Czy jesteś człowiekiem prawdziwym? Zastanawiałeś się kiedyś nad swoim prawdziwym ja? Co czujesz, przebywając w tłumie? Wyobcowanie, irytację? Przeczytaj, moje słowa i zastanów się - kim jesteś?
Naszym światem rządzi masa, a nasze czasy są czasami całkowicie wyindywidualizowanego społeczeństwa. Oto bowiem wkroczyliśmy w wiek, gdzie potęgą są tłumy, a lud świętością. Demokracja jest naszym Bogiem, za którego jesteśmy w stanie oddać życie. My, racjonalni ateiści XXI wieku, na jej ołtarzu jesteśmy w stanie złożyć ofiarę z samych siebie. Ale czy to ma sens?
A Ty, człowieku XXI wieku, jak się czujesz tutaj, w naszym świecie? Jeżeli jesteś człowiekiem - czy też wyznajesz naszych bożków, nasze 3M - miasto, masę i maszynę? Modlisz się do nich; modlisz się, by znów przetrwać kolejny dzień. A może oddajesz im cześć zaraz po Demokracji?
W tłumie, na ulicy, w autobusie, wszędzie, gdzie się znajdujesz, możesz przypatrzeć się naszemu hołubionemu tłumowi, możesz przysłuchiwać się ich rozmowom, zaprzyjaźnić się z nimi, a nawet zbratać!
Cóż to, nie możesz? Czujesz się nimi rozczarowany? Pomyśl, rozczarowany jesteś przedstawicielami ludu, czyli tymi, którzy dzięki Demokracji mają władzę. Dlaczego oni nie są jak bohaterowie Homera? - myślisz. Jeżeli tak myślisz, to ja wystawię Ci diagnozę - cierpisz na bowaryzm, nieuleczalną chorobę współczesnego indywidualisty. Świat książek, pełen wspaniałych bohaterów, prawdziwych przyjaciół, wartości i przygód wciągnął Cię tak, że nie zauważasz, że to tylko świat książek.
Być może - jedyny prawdziwy świat, choć nierealny.
Być może - świat realny nie jest światem prawdziwym, skoro składa się z samych produktów zastępczych.
Być może to prawda, ale kto Ci uwierzy?
Nie chcę, byś myślał, że jestem nihilistą. Że gardzę wszystkim, co mnie otacza. Pogardzam ludźmi, lecz nie człowiekiem.

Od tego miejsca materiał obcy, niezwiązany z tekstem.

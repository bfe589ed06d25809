// Bearer token verification
// Decision: HS256 only; a token signed with any other algorithm is rejected
// Decision: Claims are returned exactly as decoded, no claim schema is enforced
// beyond `exp`, which must be a non-negative integer timestamp when present

use std::collections::HashSet;

use jsonwebtoken::{decode, get_current_timestamp, Algorithm, DecodingKey, Validation};
use serde::{Deserialize, Serialize};
use serde_json::{Map, Value};

use super::error::AuthError;
use crate::config::ConfigError;

/// The only accepted authorization scheme (compared case-insensitively)
pub const BEARER_SCHEME: &str = "bearer";

/// Decoded token payload
#[derive(Debug, Clone, PartialEq, Serialize, Deserialize)]
#[serde(transparent)]
pub struct Claims(Map<String, Value>);

impl Claims {
    pub fn get(&self, name: &str) -> Option<&Value> {
        self.0.get(name)
    }

    /// The `sub` claim, when it is a string
    pub fn subject(&self) -> Option<&str> {
        self.0.get("sub").and_then(Value::as_str)
    }

    pub fn as_map(&self) -> &Map<String, Value> {
        &self.0
    }

    pub fn into_inner(self) -> Map<String, Value> {
        self.0
    }
}

impl From<Map<String, Value>> for Claims {
    fn from(map: Map<String, Value>) -> Self {
        Self(map)
    }
}

/// Verifies the value of an `Authorization` header.
///
/// Implementations must be free of side effects: the same verifier is shared
/// by every in-flight request.
pub trait TokenVerifier: Send + Sync {
    fn verify(&self, header_value: Option<&str>) -> Result<Claims, AuthError>;
}

/// Split `"<scheme> <credential>"` and return the credential of a bearer header.
pub fn bearer_credential(header_value: &str) -> Result<&str, AuthError> {
    let mut parts = header_value.split_whitespace();
    let (scheme, credential) = match (parts.next(), parts.next(), parts.next()) {
        (Some(scheme), Some(credential), None) => (scheme, credential),
        _ => return Err(AuthError::MalformedHeader),
    };

    if !scheme.eq_ignore_ascii_case(BEARER_SCHEME) {
        return Err(AuthError::UnsupportedScheme);
    }

    Ok(credential)
}

/// HS256 JWT verifier bound to a shared secret
#[derive(Clone)]
pub struct JwtVerifier {
    decoding_key: DecodingKey,
    validation: Validation,
}

impl std::fmt::Debug for JwtVerifier {
    fn fmt(&self, f: &mut std::fmt::Formatter<'_>) -> std::fmt::Result {
        f.debug_struct("JwtVerifier")
            .field("algorithms", &self.validation.algorithms)
            .finish_non_exhaustive()
    }
}

impl JwtVerifier {
    /// An empty secret is refused so the gateway can never run with open verification.
    pub fn new(secret: &[u8]) -> Result<Self, ConfigError> {
        if secret.is_empty() {
            return Err(ConfigError::EmptySecret("JWT_SECRET"));
        }

        let mut validation = Validation::new(Algorithm::HS256);
        // `exp` is checked when present but not required
        validation.required_spec_claims = HashSet::new();
        validation.validate_exp = true;
        validation.leeway = 0;
        validation.validate_aud = false;

        Ok(Self {
            decoding_key: DecodingKey::from_secret(secret),
            validation,
        })
    }

    /// Decode and validate a compact JWS credential
    pub fn decode_credential(&self, credential: &str) -> Result<Claims, AuthError> {
        let claims =
            decode::<Map<String, Value>>(credential, &self.decoding_key, &self.validation)
                .map(|data| Claims(data.claims))
                .map_err(|e| {
                    tracing::debug!(error = %e, "JWT validation failed");
                    AuthError::InvalidOrExpiredToken
                })?;

        check_expiry(&claims)?;
        Ok(claims)
    }
}

/// jsonwebtoken skips its own `exp` check when the claim is not a `u64`,
/// so negative, fractional and string values are refused here.
fn check_expiry(claims: &Claims) -> Result<(), AuthError> {
    let Some(exp) = claims.get("exp") else {
        return Ok(());
    };

    match exp.as_u64() {
        Some(exp) if exp >= get_current_timestamp() => Ok(()),
        _ => {
            tracing::debug!(exp = %exp, "JWT exp is expired or not an integer timestamp");
            Err(AuthError::InvalidOrExpiredToken)
        }
    }
}

impl TokenVerifier for JwtVerifier {
    fn verify(&self, header_value: Option<&str>) -> Result<Claims, AuthError> {
        let header_value = header_value.ok_or(AuthError::MissingCredential)?;
        let credential = bearer_credential(header_value)?;
        self.decode_credential(credential)
    }
}

#[cfg(test)]
mod tests {
    use super::*;
    use chrono::Utc;
    use jsonwebtoken::{encode, EncodingKey, Header};
    use serde_json::json;

    const SECRET: &[u8] = b"test-secret-key-for-testing";

    fn sign(claims: &Value, secret: &[u8]) -> String {
        encode(
            &Header::new(Algorithm::HS256),
            claims,
            &EncodingKey::from_secret(secret),
        )
        .unwrap()
    }

    fn verifier() -> JwtVerifier {
        JwtVerifier::new(SECRET).unwrap()
    }

    #[test]
    fn test_empty_secret_is_refused() {
        let err = JwtVerifier::new(b"").unwrap_err();
        assert!(matches!(err, ConfigError::EmptySecret("JWT_SECRET")));
    }

    #[test]
    fn test_missing_header() {
        assert_eq!(
            verifier().verify(None).unwrap_err(),
            AuthError::MissingCredential
        );
    }

    #[test]
    fn test_malformed_headers() {
        let v = verifier();
        for header in ["", "   ", "Bearer", "token-only", "Bearer a b", "Bearer a b c"] {
            assert_eq!(
                v.verify(Some(header)).unwrap_err(),
                AuthError::MalformedHeader,
                "header {header:?} should be malformed"
            );
        }
    }

    #[test]
    fn test_unsupported_scheme() {
        let v = verifier();
        for header in ["Basic abc", "Token abc", "Bearerx abc", "Digest abc"] {
            assert_eq!(
                v.verify(Some(header)).unwrap_err(),
                AuthError::UnsupportedScheme,
                "header {header:?} should have an unsupported scheme"
            );
        }
    }

    #[test]
    fn test_scheme_is_case_insensitive() {
        for header in ["Bearer tok", "BEARER tok", "bearer tok", "bEaReR tok"] {
            assert_eq!(bearer_credential(header).unwrap(), "tok");
        }
    }

    #[test]
    fn test_round_trip_returns_original_claims() {
        let claims = json!({
            "sub": "u1",
            "roles": ["reader", "writer"],
            "exp": Utc::now().timestamp() + 3600,
            "nested": {"tenant": 7}
        });
        let token = sign(&claims, SECRET);

        let decoded = verifier()
            .verify(Some(&format!("Bearer {token}")))
            .unwrap();

        assert_eq!(Value::Object(decoded.into_inner()), claims);
    }

    #[test]
    fn test_token_without_exp_is_accepted() {
        let token = sign(&json!({"sub": "u1"}), SECRET);
        let claims = verifier().verify(Some(&format!("bearer {token}"))).unwrap();
        assert_eq!(claims.subject(), Some("u1"));
    }

    #[test]
    fn test_token_with_audience_is_accepted() {
        let token = sign(&json!({"sub": "u1", "aud": "some-api"}), SECRET);
        let claims = verifier().verify(Some(&format!("Bearer {token}"))).unwrap();
        assert_eq!(claims.get("aud"), Some(&json!("some-api")));
    }

    #[test]
    fn test_wrong_secret() {
        let token = sign(&json!({"sub": "u1"}), b"another-secret");
        assert_eq!(
            verifier()
                .verify(Some(&format!("Bearer {token}")))
                .unwrap_err(),
            AuthError::InvalidOrExpiredToken
        );
    }

    #[test]
    fn test_expired_token() {
        let token = sign(
            &json!({"sub": "u1", "exp": Utc::now().timestamp() - 30}),
            SECRET,
        );
        assert_eq!(
            verifier()
                .verify(Some(&format!("Bearer {token}")))
                .unwrap_err(),
            AuthError::InvalidOrExpiredToken
        );
    }

    #[test]
    fn test_exp_must_be_non_negative_integer() {
        let v = verifier();
        let future = Utc::now().timestamp() + 3600;
        for exp in [
            json!(-5),
            json!("1000"),
            json!(1000.5),
            json!(future.to_string()),
            json!(future as f64 + 0.5),
            json!(null),
        ] {
            let token = sign(&json!({"sub": "u1", "exp": exp}), SECRET);
            assert_eq!(
                v.verify(Some(&format!("Bearer {token}"))).unwrap_err(),
                AuthError::InvalidOrExpiredToken,
                "exp {exp} should be rejected"
            );
        }
    }

    #[test]
    fn test_integer_exp_in_future_is_accepted() {
        let exp = Utc::now().timestamp() + 60;
        let token = sign(&json!({"sub": "u1", "exp": exp}), SECRET);
        let claims = verifier().verify(Some(&format!("Bearer {token}"))).unwrap();
        assert_eq!(claims.get("exp"), Some(&json!(exp)));
    }

    #[test]
    fn test_other_algorithm_is_rejected() {
        let token = encode(
            &Header::new(Algorithm::HS512),
            &json!({"sub": "u1"}),
            &EncodingKey::from_secret(SECRET),
        )
        .unwrap();
        assert_eq!(
            verifier()
                .verify(Some(&format!("Bearer {token}")))
                .unwrap_err(),
            AuthError::InvalidOrExpiredToken
        );
    }

    #[test]
    fn test_garbage_credential() {
        let v = verifier();
        for credential in ["invalid-token", "a.b.c", "a.b", "...."] {
            assert_eq!(
                v.verify(Some(&format!("Bearer {credential}"))).unwrap_err(),
                AuthError::InvalidOrExpiredToken
            );
        }
    }

    #[test]
    fn test_tampered_payload() {
        let token = sign(&json!({"sub": "u1"}), SECRET);
        let forged_payload = sign(&json!({"sub": "admin"}), SECRET);

        // Splice the payload of one token onto the signature of another
        let mut parts: Vec<&str> = token.split('.').collect();
        parts[1] = forged_payload.split('.').nth(1).unwrap();
        let spliced = parts.join(".");

        assert_eq!(
            verifier()
                .verify(Some(&format!("Bearer {spliced}")))
                .unwrap_err(),
            AuthError::InvalidOrExpiredToken
        );
    }
}
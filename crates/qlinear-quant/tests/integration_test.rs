//! End-to-end tests for the quantization parameter library.
//! These tests drive the public API the way a model quantizer would.

use half::f16;
use qlinear_quant::*;

fn representable_std_dev() -> f64 {
    let values: Vec<f64> = Float8E4M3Fn::finite_values().map(f64::from).collect();
    let mean = values.iter().sum::<f64>() / values.len() as f64;
    let variance = values.iter().map(|v| (v - mean).powi(2)).sum::<f64>() / values.len() as f64;
    variance.sqrt()
}

/// Test 1: The zero point always lies inside the representable range
#[test]
fn test_zero_point_within_range() {
    let bounds = [-1000.0f32, -3.5, -1.0, -0.01, 0.0];
    let uppers = [0.0f32, 0.01, 1.0, 7.25, 1000.0];

    let storages = [
        StorageType::QInt8,
        StorageType::QUInt8,
        StorageType::QInt16,
        StorageType::QUInt16,
    ];
    for storage in storages {
        for reduce_range in [false, true] {
            for symmetric in [false, true] {
                let range = resolve_range(storage, reduce_range, symmetric).unwrap();
                for &rmin in &bounds {
                    for &rmax in &uppers {
                        let (zp, _) = compute_scale_zero_point(
                            rmin,
                            rmax,
                            range.qmin(),
                            range.qmax(),
                            symmetric,
                            None,
                        )
                        .unwrap();
                        assert!(
                            range.contains(i64::from(zp)),
                            "{storage} [{rmin}, {rmax}] gave zero point {zp}"
                        );
                    }
                }
            }
        }
    }
}

/// Test 2: Symmetric zero points are fixed per type
#[test]
fn test_symmetric_zero_points() {
    let expected = [
        (StorageType::QInt8, 0),
        (StorageType::QUInt8, 128),
        (StorageType::QInt16, 0),
        (StorageType::QUInt16, 32768),
    ];
    for (storage, zp) in expected {
        for data in [[-1.0f32, 0.5], [-0.25, 8.0], [-300.0, 2.0]] {
            let weight = quantize_data(&data, storage, true, false, None, None, None).unwrap();
            assert_eq!(weight.zero_point.as_i32(), Some(zp), "{storage} {data:?}");
        }
    }
}

/// Test 3: Dequantized values stay within one step of the input
#[test]
fn test_roundtrip_bound() {
    let data: Vec<f32> = (0..257).map(|i| (i as f32 * 0.37).sin() * 4.0 + 1.0).collect();
    for (storage, symmetric) in [
        (StorageType::QUInt8, false),
        (StorageType::QInt8, true),
        (StorageType::QUInt16, false),
        (StorageType::QInt16, true),
    ] {
        let weight = quantize_data(&data, storage, symmetric, false, None, None, None).unwrap();
        let restored = dequantize(&weight.quantized, weight.scale, weight.zero_point).unwrap();
        for (x, y) in data.iter().zip(&restored) {
            assert!((x - y).abs() <= weight.scale, "{storage}: {x} -> {y}");
        }
    }
}

/// Test 4: A collapsed range falls back to scale 1 and zero point 0
#[test]
fn test_degenerate_range() {
    let (zp, scale) = compute_scale_zero_point(0.0f32, 0.0, -128, 127, false, None).unwrap();
    assert_eq!((zp, scale), (0, 1.0));

    let weight = quantize_data(&[0.0f32; 4], StorageType::QInt8, false, false, None, None, None)
        .unwrap();
    assert_eq!(weight.scale, 1.0);
    assert_eq!(weight.zero_point, ZeroPoint::I8(0));
    assert_eq!(weight.quantized.codes(), vec![0; 4]);
}

/// Test 5: Empty input is legal
#[test]
fn test_empty_input() {
    let weight = quantize_data::<f32>(&[], StorageType::QUInt8, false, false, None, None, None)
        .unwrap();
    assert_eq!((weight.rmin, weight.rmax, weight.scale), (0.0, 0.0, 1.0));
    assert_eq!(weight.zero_point, ZeroPoint::U8(0));
    assert!(weight.quantized.is_empty());
}

/// Test 6: Reduced-range uint8 never leaves [0, 127]
#[test]
fn test_reduced_range_uint8() {
    // Data symmetric around zero puts both the zero point and the top code on a tie.
    for symmetric in [false, true] {
        for data in [[-1.0f32, 1.0], [-0.5, 0.5], [-3.0, 3.0]] {
            let weight =
                quantize_data(&data, StorageType::QUInt8, symmetric, true, None, None, None)
                    .unwrap();
            assert_eq!(weight.quantized.codes(), vec![0, 127], "{data:?}");
        }
    }

    let data: Vec<f32> = (-50..50).map(|i| i as f32 * 0.3).collect();
    let weight = quantize_data(&data, StorageType::QUInt8, false, true, None, None, None).unwrap();
    let range = resolve_range(StorageType::QUInt8, true, false).unwrap();

    let quantized = quantize(
        StorageType::QUInt8,
        &data,
        weight.scale,
        weight.zero_point,
        Some(range.qmin()),
        Some(range.qmax()),
    )
    .unwrap();
    assert!(quantized.codes().iter().all(|&q| (0..=127).contains(&q)));
    assert!(weight.quantized.codes().iter().all(|&q| (0..=127).contains(&q)));
}

/// Test 7: Float8 scale follows the spread of the data
#[test]
fn test_float8_scale() {
    let data = [-2.0f32, -1.0, 1.0, 2.0];
    let weight =
        quantize_data(&data, StorageType::QFloat8E4M3Fn, false, false, None, None, None).unwrap();

    let std = (2.5f64).sqrt();
    let expected = (std / representable_std_dev()) as f32;
    assert!((weight.scale - expected).abs() < 1e-6);
    assert!(weight.zero_point.is_zero());
    assert_eq!(weight.quantized.len(), 4);

    let zeros =
        quantize_data(&[0.0f32; 8], StorageType::QFloat8E4M3Fn, false, false, None, None, None)
            .unwrap();
    assert!(zeros.quantized.codes().iter().all(|&c| c == 0));
}

/// Test 8: The documented end-to-end example
#[test]
fn test_example_int8_symmetric() {
    let weight =
        quantize_data(&[-1.0f32, 0.0, 2.0], StorageType::QInt8, true, false, None, None, None)
            .unwrap();
    let range = resolve_range(StorageType::QInt8, false, true).unwrap();

    assert_eq!((range.qmin(), range.qmax()), (-127, 127));
    assert_eq!(weight.zero_point, ZeroPoint::I8(0));
    assert!((weight.scale - 2.0 / 127.0).abs() < 1e-7);
    assert_eq!(weight.quantized, QuantizedData::I8(vec![-64, 0, 127]));
}

/// Test 9: Half-precision input keeps half-precision parameters
#[test]
fn test_f16_input() {
    let data: Vec<f16> = [-1.0f32, 0.0, 3.0].iter().map(|&x| f16::from_f32(x)).collect();
    let weight = quantize_data(&data, StorageType::QUInt8, false, false, None, None, None).unwrap();

    assert_eq!(weight.rmin, f16::from_f32(-1.0));
    assert_eq!(weight.scale, f16::from_f64(4.0 / 255.0));
    assert_eq!(weight.zero_point, ZeroPoint::U8(64));
}

/// Test 10: Calibrated ranges feed the batch driver
#[test]
fn test_calibration_feeds_quantization() {
    let mut data: Vec<f32> = (0..1000).map(|i| (i as f32 - 500.0) / 100.0).collect();
    data.push(1000.0);

    let calib = calibrate(&data, CalibrationMethod::Percentile(990)).unwrap();
    let config = calib.apply(QuantConfig::new(StorageType::QInt8).with_symmetric(true));
    let weight = quantize_data_with_config(&data, &config).unwrap();

    let plain = quantize_data(&data, StorageType::QInt8, true, false, None, None, None).unwrap();
    assert!(weight.scale < plain.scale);
    assert_eq!(weight.quantized.codes().last(), Some(&127));
}

/// Test 11: Per-channel quantization of a 2-D weight
#[test]
fn test_per_channel_weight() {
    let data = [0.5f32, -0.5, 0.25, 4.0, -8.0, 2.0];
    let config = QuantConfig::new(StorageType::QInt8).with_symmetric(true);
    let initializer = quantize_data_per_axis(&data, &[2, 3], 0, &config).unwrap();

    assert_eq!(initializer.num_channels(), 2);
    assert!(initializer.scales[0] < initializer.scales[1]);
    let codes = initializer.quantized.codes();
    assert_eq!(codes[0], 127);
    assert_eq!(codes[4], -127);
}

/// Test 12: Half-precision data with a small spread keeps its float8 scale
#[test]
fn test_float8_f16_small_spread() {
    let data: Vec<f16> =
        [-0.004f32, 0.004, -0.002, 0.002].iter().map(|&x| f16::from_f32(x)).collect();
    let weight =
        quantize_data(&data, StorageType::QFloat8E4M3Fn, false, false, None, None, None).unwrap();

    let values: Vec<f64> = data.iter().map(|x| x.to_f64()).collect();
    let mean = values.iter().sum::<f64>() / values.len() as f64;
    let variance =
        values.iter().map(|v| (v - mean).powi(2)).sum::<f64>() / values.len() as f64;
    let (_, expected) =
        compute_scale_zero_point_float8(Float8Variant::E4M3Fn, f16::from_f64(variance.sqrt()))
            .unwrap();
    assert_eq!(weight.scale, expected);
    assert_ne!(weight.scale, f16::ONE);

    let restored = dequantize(&weight.quantized, weight.scale, weight.zero_point).unwrap();
    for (x, y) in data.iter().zip(&restored) {
        let x = x.to_f32();
        assert!((x - y).abs() <= 0.07 * x.abs(), "{x} -> {y}");
    }
}
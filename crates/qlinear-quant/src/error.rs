//! Quantization Error Types
//!
//! Error types for quantization parameter computation and array quantization.
//!
//! @version 0.1.0
//! @author Qlinear Development Team

use thiserror::Error;

/// Result type for quantization operations.
pub type QuantResult<T> = Result<T, QuantError>;

/// Errors that can occur during quantization.
#[derive(Error, Debug, Clone, PartialEq)]
pub enum QuantError {
    /// A representable range violates `qmin <= 0 <= qmax`.
    #[error(
        "qmin and qmax must meet requirement: qmin <= 0 <= qmax \
         while qmin:{qmin}, qmax:{qmax}"
    )]
    InvalidRange {
        /// Lower bound of the representable range.
        qmin: i64,
        /// Upper bound of the representable range.
        qmax: i64,
    },

    /// The requested combination of storage type and options is not defined.
    #[error("Unsupported operation: {0}")]
    UnsupportedOperation(String),

    /// Zero point has a type that cannot be used for the requested quantization.
    #[error("Invalid zero point type: {0}")]
    ZeroPointType(String),

    /// Shape mismatch between data and declared shape.
    #[error("Shape mismatch: expected {expected:?}, got {actual:?}")]
    ShapeMismatch {
        /// Expected shape.
        expected: Vec<usize>,
        /// Actual shape.
        actual: Vec<usize>,
    },

    /// Axis outside `[-rank, rank)`.
    #[error("Invalid axis {axis} for tensor of rank {rank}")]
    InvalidAxis {
        /// Requested axis.
        axis: i64,
        /// Rank of the tensor.
        rank: usize,
    },

    /// A float8 quantized code decoded to NaN.
    #[error(
        "One of the quantized value is NaN data in [{rmin}, {rmax}], \
         quantized_data in [{qmin}, {qmax}]"
    )]
    NanQuantized {
        /// Minimum of the real input.
        rmin: f32,
        /// Maximum of the real input.
        rmax: f32,
        /// Minimum of the quantized output, decoded.
        qmin: f32,
        /// Maximum of the quantized output, decoded.
        qmax: f32,
    },

    /// Unknown quantization type name.
    #[error("Invalid quantization type: {0}")]
    InvalidQuantType(String),

    /// Calibration error.
    #[error("Calibration error: {0}")]
    CalibrationError(String),

    /// Invalid quantized data.
    #[error("Invalid quantized data: {0}")]
    InvalidData(String),
}
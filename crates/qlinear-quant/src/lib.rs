//! Qlinear Quant - Linear Quantization Parameters
//!
//! Computes affine quantization parameters (scale and zero point) and
//! quantizes real-valued weight arrays. Supports these storage types:
//!
//! - **QInt8 / QUInt8**: 8-bit integers, optionally symmetric or reduced range
//! - **QInt16 / QUInt16**: 16-bit integers
//! - **QFLOAT8E4M3FN**: 8-bit float codes, scale derived from the data spread
//!
//! # Example
//! ```ignore
//! use qlinear_quant::{quantize_data, StorageType};
//!
//! let data = [-1.0f32, 0.0, 2.0];
//! let weight = quantize_data(&data, StorageType::QInt8, true, false, None, None, None)?;
//! assert_eq!(weight.quantized.codes(), vec![-64, 0, 127]);
//! ```
//!
//! @version 0.1.0
//! @author Qlinear Development Team

#![warn(missing_docs)]
#![warn(clippy::all)]
#![allow(clippy::module_name_repetitions)]
#![allow(clippy::must_use_candidate)]
#![allow(clippy::missing_errors_doc)]

pub mod error;
pub mod float8;
pub mod types;
pub mod range;
pub mod params;
pub mod config;
pub mod quantize;
pub mod dequantize;
pub mod calibration;

pub use error::{QuantError, QuantResult};
pub use float8::Float8E4M3Fn;
pub use types::{
    Float8Variant, QuantFormat, QuantizationMode, QuantizedData, QuantizedValueType, RealValue,
    StorageType, ZeroPoint,
};
pub use range::{qrange_for_storage, resolve_range, RepresentableRange};
pub use params::{
    compute_scale_zero_point, compute_scale_zero_point_float8,
    compute_scale_zero_point_float8_with_cache, Float8DistributionCache, QuantizationParams,
};
pub use config::QuantConfig;
pub use quantize::{
    normalize_axis, quantize, quantize_data, quantize_data_per_axis,
    quantize_data_per_axis_with_cache, quantize_data_with_cache, quantize_data_with_config,
    QuantizedInitializer, QuantizedWeight,
};
pub use dequantize::{
    compute_quantization_stats, dequantize, quantization_error, QuantizationStats,
};
pub use calibration::{
    calibrate, calibrate_batch, smooth_distribution, CalibrationData, CalibrationMethod,
};

// =============================================================================
// Constants
// =============================================================================

/// Default smoothing epsilon for [`smooth_distribution`].
pub const DEFAULT_SMOOTHING_EPS: f32 = 0.0001;

// =============================================================================
// Tests
// =============================================================================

Człowiek - jako jednostka - jest niezmiernie fascynującą istotą, natomiast ludzie - masa - to odpychający twór.
Nie gardzę człowiekiem prawdziwym z całą gamą jego odczuć i emocji, z jego przemyśleniami i całą kulturą, którą stworzył. Ale cóż mogę myśleć o ludziach, o tych, którzy jedzą, śpią, rozmnażają się. O jednej, wielogłowej, przerażającej istocie, która wysysa z człowieka całą jego siłę witalną.
Przedstawicielu człowieczeństwa, obudź się! Przestań zadowalać się tanimi produktami zastępczymi. Zamiast miłości - przypadkowy seks; zamiast szczęścia - zadowolenie; zamiast sztuki - telenowele w telewizji.
Naprawdę tego chcesz? Żyć półżyciem, okłamywać siebie, po to tylko, by się wpasować, zdobyć akceptację tłumu, którego i tak nie obchodzisz? Wiem, że nie; wiem, że chcesz prawdziwego świata z książek. Nie walcz więc z tym, czego oczekujesz od świata, nie rezygnuj. Nie lecz się z bowaryzmu - rozwiń go, karm własną duszą.
Zastanów się głęboko - czy jesteś człowiekiem?
Jeżeli tak, to zdejmij wreszcie z twarzy maskę i chodź za mną. Nie gwarantuję Ci szczęścia - zapewniam, że będziesz cierpieć; nie mogę też obiecać, że będziesz czuł się bezpieczny - stale towarzyszył Ci będzie lęk; nie znajdziesz też przyjaciół - tylko otaczającą zewsząd samotność.
Ale może coś wygrasz, ważniejszego od iluzji świata. Może wygrasz swoje zatracone człowieczeństwo.
Może warto iść pod prąd? Zdecyduj. Jeżeli pomyślisz, że warto, to chodź za mną, pokażę Ci, jak mógłby wyglądać świat, gdybyśmy to My byli siłą napędową, a nie lud.